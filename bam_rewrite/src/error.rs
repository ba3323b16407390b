//! Error taxonomy of the pipeline.
//!
//! Only conditions that abort a lane are errors. A full rewrite buffer or a
//! group without both mates is ordinary control flow and never shows up here.

use crate::parse_buffer::ParseBuffer;
use crate::rewrite_buffer::RewriteBuffer;

/// Crate wide result alias.
pub type Result<T> = std::result::Result<T, PipelineError>;

/// A complete frame whose bytes are not a valid record.
#[derive(thiserror::Error, Debug, Clone, PartialEq, Eq)]
pub enum DecodeError {
    /// Fewer bytes than the fixed part of a record.
    #[error("record is {len} bytes long, at least {min} expected")]
    TooShort { len: usize, min: usize },

    /// Length prefix disagrees with the frame it was found in.
    #[error("block_size field says {declared} bytes, frame holds {actual}")]
    BlockSizeMismatch { declared: usize, actual: usize },

    /// Read name is empty or not NUL terminated.
    #[error("invalid read name: {0}")]
    InvalidReadName(&'static str),

    /// A variable sized field runs past the end of the record.
    #[error("field {field} ends at byte {end}, record holds {len}")]
    FieldOverflow {
        field: &'static str,
        end: usize,
        len: usize,
    },

    /// Auxiliary data could not be walked.
    #[error("invalid tag data at offset {offset}: {reason}")]
    InvalidTag { offset: usize, reason: String },

    /// Text record column is missing or unparsable.
    #[error("invalid SAM column {column}: {reason}")]
    InvalidColumn { column: &'static str, reason: String },
}

/// Invalid configuration.
#[derive(thiserror::Error, Debug)]
pub enum ConfigError {
    #[error("invalid value for '{parameter}': {reason}")]
    InvalidParameter {
        parameter: &'static str,
        reason: String,
    },

    #[error("failed to read configuration: {0}")]
    Io(#[from] std::io::Error),

    #[error("failed to parse configuration: {0}")]
    Json(#[from] serde_json::Error),
}

/// Fatal pipeline errors.
#[derive(thiserror::Error, Debug)]
pub enum PipelineError {
    /// Stream ended inside a length prefixed frame.
    #[error("stream truncated inside a frame at offset {offset}: {missing} more bytes expected")]
    TruncatedFrame { offset: u64, missing: usize },

    /// A complete frame could not be decoded.
    #[error("failed to decode frame {frame}: {source}")]
    Decode {
        frame: usize,
        #[source]
        source: DecodeError,
    },

    /// A record that does not fit an empty rewrite buffer can never be written.
    #[error("record of {size} bytes does not fit into an empty rewrite buffer of {capacity} bytes")]
    RecordTooLarge { size: usize, capacity: usize },

    /// Header of the input could not be parsed.
    #[error("invalid header: {0}")]
    InvalidHeader(String),

    /// Error raised inside a particular lane.
    #[error("lane {lane} failed: {source}")]
    Lane {
        lane: usize,
        #[source]
        source: Box<PipelineError>,
    },

    #[error("configuration error: {0}")]
    Config(#[from] ConfigError),

    #[error("I/O error: {0}")]
    Io(#[from] std::io::Error),
}

impl PipelineError {
    /// Wraps this error into a lane error unless it already is one.
    pub fn in_lane(self, lane: usize) -> Self {
        match self {
            e @ PipelineError::Lane { .. } => e,
            e => PipelineError::Lane {
                lane,
                source: Box::new(e),
            },
        }
    }

    /// True if the error comes from malformed input rather than the environment.
    pub fn is_malformed_input(&self) -> bool {
        match self {
            PipelineError::TruncatedFrame { .. }
            | PipelineError::Decode { .. }
            | PipelineError::InvalidHeader(_) => true,
            PipelineError::Lane { source, .. } => source.is_malformed_input(),
            _ => false,
        }
    }
}

/// Fatal outcome of a dispatch. The buffers travel with the error so nothing
/// held in them is lost and they can be inspected by the orchestrator.
#[derive(Debug)]
pub struct DispatchFailure {
    pub error: PipelineError,
    pub parse: ParseBuffer,
    pub rewrite: RewriteBuffer,
}

impl std::fmt::Display for DispatchFailure {
    fn fmt(&self, f: &mut std::fmt::Formatter<'_>) -> std::fmt::Result {
        write!(
            f,
            "{} (parse buffer {} holds {} live and {} stashed records)",
            self.error,
            self.parse.id(),
            self.parse.live_len(),
            self.parse.stash_len()
        )
    }
}

#[cfg(test)]
mod tests {
    use super::*;

    #[test]
    fn test_lane_wrapping_is_not_nested() {
        let err = PipelineError::TruncatedFrame {
            offset: 10,
            missing: 3,
        }
        .in_lane(2)
        .in_lane(5);
        let msg = format!("{}", err);
        assert!(msg.starts_with("lane 2 failed"));
        assert!(err.is_malformed_input());
    }

    #[test]
    fn test_decode_error_message() {
        let err = PipelineError::Decode {
            frame: 4,
            source: DecodeError::TooShort { len: 3, min: 32 },
        };
        let msg = format!("{}", err);
        assert!(msg.contains("frame 4"));
        assert!(msg.contains("at least 32"));
    }

    #[test]
    fn test_io_is_not_malformed_input() {
        let err: PipelineError = std::io::Error::from(std::io::ErrorKind::BrokenPipe).into();
        assert!(!err.is_malformed_input());
    }
}
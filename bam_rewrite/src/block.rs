use std::io::Cursor;

/// A decompressed BGZF block and the size it had on disk.
#[derive(Debug, Default)]
pub(crate) struct Block {
    /// Size on disk, header and trailer included.
    pub compressed_size: u64,
    data: Cursor<Vec<u8>>,
}

impl Block {
    pub fn data_mut(&mut self) -> &mut Cursor<Vec<u8>> {
        &mut self.data
    }

    /// Uncompressed bytes not read yet.
    pub fn remaining(&self) -> usize {
        self.data.get_ref().len() - self.data.position() as usize
    }
}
........
_What needs to be done_. Please repeat word for word the lines above that run from the beginning through the line containing "of a record.", keeping both the first and that last line.

_Solution to this task_.
filename bam_rewrite/src/error.rs
repository ba3323b16407390b
//! Error taxonomy of the pipeline.
//!
//! Only conditions that abort a lane are errors. A full rewrite buffer or a
//! group without both mates is ordinary control flow and never shows up here.

use crate::parse_buffer::ParseBuffer;
use crate::rewrite_buffer::RewriteBuffer;

/// Crate wide result alias.
pub type Result<T> = std::result::Result<T, PipelineError>;

/// A complete frame whose bytes are not a valid record.
#[derive(thiserror::Error, Debug, Clone, PartialEq, Eq)]
pub enum DecodeError {
    /// Fewer bytes than the fixed part of a record.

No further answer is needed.